The war against Iran has one stated purpose, repeated at every turn: Iran cannot be allowed a nuclear weapon. At the NATO summit on July 9, the president moved the goal into the past tense. he said the US would 'denuclearize Iran,' and declared it already accomplished: 'that's happened; they will never have a nuclear weapon' [1]. He went further about the material itself: 'We've already got the nuclear material, because it's so far underground. Nobody's going to be able to get it except us. They can't get it' [1].
Set against the documented record, 'that's happened' and 'we've already got the nuclear material' are not where things stand. They are close to the opposite of where things stand.
The people whose job is to know where Iran's nuclear material is have been locked out. The International Atomic Energy Agency has been blocked from Iran's enrichment sites since the 2025 war, and by its own account it cannot verify the status of Iran's stockpile - inspectors and outside experts warn that Tehran may be moving it [2]. 'We've already got' it describes possession; the agency's actual position is that it cannot even confirm where 'it' currently is.
The 'it' is not small. Iran's stock of roughly 440 kilograms of 60-percent-enriched uranium - a quantity analysts warn could, if enriched further, supply material for multiple weapons - is believed to be still inside Iran, at the Isfahan tunnel complex where inspections stopped after the June attack [4]. That stockpile, and the inspections that would account for it, are the central unresolved sticking point in the negotiations happening right now; the interim deal still calls for the uranium to be downblended, which is to say the parties are still arguing over material the president says is already handled [2].
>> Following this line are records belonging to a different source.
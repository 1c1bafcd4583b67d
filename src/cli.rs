use clap::{Parser, Subcommand};
use std::path::PathBuf;

#[derive(Parser)]
#[command(name = "rowboat")]
#[command(author, version, about = "Active-record style journal server over SQLite")]
pub struct Cli {
    /// Path to config file
    #[arg(short, long, global = true)]
    pub config: Option<PathBuf>,

    /// Enable verbose logging
    #[arg(short, long, global = true)]
    pub verbose: bool,

    #[command(subcommand)]
    pub command: Commands,
}

#[derive(Subcommand)]
pub enum Commands {
    /// Start the HTTP server
    Serve {
        /// Host to bind to
        #[arg(long, default_value = "127.0.0.1")]
        host: String,

        /// Port to listen on
        #[arg(short, long, default_value = "8080")]
        port: u16,
    },

    /// Initialize the database schema and exit
    InitDb,

    /// Display version information
    Version,
}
The most direct rebuttal to 'that's happened' is not a document. It is the bombing. On Sunday, US Central Command completed its third round of strikes this week against Iran, reporting some 140 military targets in the latest round and more than 300 across the three rounds - by CENTCOM's own account [3]. A government does not run a third week of strikes on a nuclear-military infrastructure it believes it has already eliminated. The ongoing air campaign is the administration's own conduct contradicting the administration's own words.
The honest version is more sobering than the claim, which is usually why the claim gets made instead. Iran's program has been badly damaged; that much is real, and the strikes are one reason. The words 'denuclearized,' 'that's happened,' and 'we've already got the nuclear material' assert a finished, contained end-state that the inspectors say they cannot confirm, that the negotiators are still fighting over, and that the president's own military is still bombing [2][3][4]. The war's central promise is being reported as already kept, on the one fact nobody in a position to check it can currently verify.